Nella rhinoceros gallery di palazzo rhinoceros a Roma, con la linea artistica di Raffaele Curi, arriva un’esperienza visionaria sin dall’esterno del palazzo dove, grazie a una grande proiezione, i visitatori entrano immergendosi nel mare.

L’incanto di Venezia, città antica e futuribile, sacra e licenziosa, ammalia Roma con Vogia de carnoval, l’esperimento espositivo realizzato grazie ai contenuti forniti dalla Fondazione Querini Stampalia di Venezia, che si può visitare sino al 30 aprile con ingresso gratuito in via del Velabro 9A, negli spazi di rhinoceros, il polo culturale affacciato sull’Arco di Giano, ideato da Alda Fendi e progettato da Jean Nouvel.

Dopo il Pollaiuolo degli Uffizi, il Michelangelo, El Greco e il Picasso dell’Ermitage e il Picasso delle Collezioni Intesa San Paolo, la Fondazione Alda Fendi – Esperimenti si immerge in un sogno a occhi aperti su Venezia, ricco di suggestioni variegate, orchestrate in un crescendo volto a evocare il ruolo di crocevia di culture che la Serenissima ha ricoperto nella storia e nell’immaginario collettivo.

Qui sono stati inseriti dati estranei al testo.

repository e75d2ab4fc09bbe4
mod central_panel;
mod tools_panel;

pub use central_panel::central_panel;
pub use tools_panel::tools_panel;
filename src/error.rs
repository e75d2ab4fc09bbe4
use thiserror::Error;

use crate::shape::ShapeKey;

/// Errors produced by the shape interaction engine
#[derive(Error, Debug)]
pub enum EditorError {
    /// A shape kind name that is not one of Line, Rectangle or PolyLine
    #[error("Invalid shape type '{0}'. Allowed types are: Line, Rectangle, PolyLine")]
    InvalidShapeType(String),

    /// A second shape was asked to enter modification while another one is active
    #[error("Cannot modify {requested}: {active} is already being modified")]
    AlreadyModifying {
        active: ShapeKey,
        requested: ShapeKey,
    },

    /// Modification can only start from the idle state
    #[error("Cannot modify {requested} while {gesture} is in progress")]
    GestureInProgress {
        gesture: &'static str,
        requested: ShapeKey,
    },

    #[error("No committed shape {0}")]
    UnknownShape(ShapeKey),

    #[error("Failed to write export: {0}")]
    Export(#[from] std::io::Error),

    #[error("Failed to serialize drawing: {0}")]
    Serialization(#[from] serde_json::Error),
}

/// Result type for engine operations
pub type EditorResult<T> = Result<T, EditorError>;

Protagonista di Vogia de carnoval è la scrittrice iraniana Azar Nafisi, autrice del bestseller Leggere Lolita a Teheran (Adelphi), con un’intervista in esclusiva girata all’interno di rhinoceros e ambientata in una preziosa scenografia di San Marco a Venezia. Nell’intervista, che il pubblico può ascoltare all’interno del percorso espositivo, Azar Nafisi parla del suo rapporto privilegiato con Venezia, soffermandosi su un quadro di Tintoretto: L’Annunciazione. La scrittrice pensa alla Vergine come vittima di uno stupro, portando all’interno della mostra il tema delle proteste in Iran. Azar Nafisi e Alda Fendi: protagoniste del femminile contro ogni violenza.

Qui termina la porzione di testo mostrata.